Se poi a tutto questo si aggiunge che il quarto gol subito su calcio di rigore (inesistente) assegnato da un arbitro che evidentemente deve essere tifoso della Superleague, il risultato non poteva che essere la nuova frittata europea a cui è andata incontro la nostra Roma. Una squadra che, purtroppo, ancora una volta è stata per quarantacinque minuti il dottor Jekyll per poi trasformarsi nel signor Hyde nella ripresa. Nessuno, peraltro, qui vuole contestare il fatto che il Manchester sia complessivamente più forte, del resto tutti i pronostici indicavano i Red Devils come i favoriti per vincere la partita e per la qualificazione alla finale di Danzica. Ma la Roma del secondo tempo che ha incassato cinque pappine, la differenza di forze in campo l'ha esasperata in maniera colpevole. Soprattutto perché non ha capito quello che stava succedendo. Non lo ha capito dopo il gol del pareggio di Cavani, ha continuato a non capirlo dopo il doppio vantaggio degli inglesi, continuando a giocare nella maniera migliore per Pogba e compagni. E non si è fatto nulla o quasi per ridimensionare la sconfitta. Nessuno in panchina che sia stato in grado di ridisegnare la squadra, magari consigliando un atteggiamento più prudente, senza lasciare mai scoperta la nostra metà campo.

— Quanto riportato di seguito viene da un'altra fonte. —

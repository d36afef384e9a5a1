// Copyright (C) 2026 Fred Clausen
// Use of this source code is governed by an MIT-style
// license that can be found in the LICENSE file or at
// https://opensource.org/licenses/MIT.

//! Domain types and rule validation for the BookTrack follow-up system.
//!
//! This crate defines the vocabulary of the system: book type and status
//! classifications, patch semantics for partial updates, boundary
//! validation (department-id lists, date formats, the secret-book rule),
//! and the subject-similarity matching used by the search endpoint.
//!
//! The crate is deliberately free of persistence and HTTP concerns so
//! rules can be tested in isolation.

#![deny(
    clippy::pedantic,
    clippy::cargo,
    clippy::nursery,
    clippy::style,
    clippy::correctness,
    clippy::all
)]
#![allow(clippy::multiple_crate_versions)]

mod error;
mod patch;
mod subject_match;
mod types;
mod validation;

#[cfg(test)]
mod tests;

pub use error::DomainError;
pub use patch::BookPatch;
pub use subject_match::{significant_words, similarity_ratio};
pub use types::{BookStatus, BookType};
pub use validation::{parse_department_ids, validate_date, year_of_date};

In più c'era anche la consapevolezza che non sarebbe stato possibile fare nessun cambio. E questo ha inciso nella parte finale della gara dove Diawara avrebbe avuto bisogno di essere sostituito perché pure lui alle prese con un problema all'inguine. Ma su questa storia degli infortuni sarà il caso di intervenire. Troppi e con recuperi esagerati. Sarà il caso di pensarci su. Anche se ormai la frittata è fatta.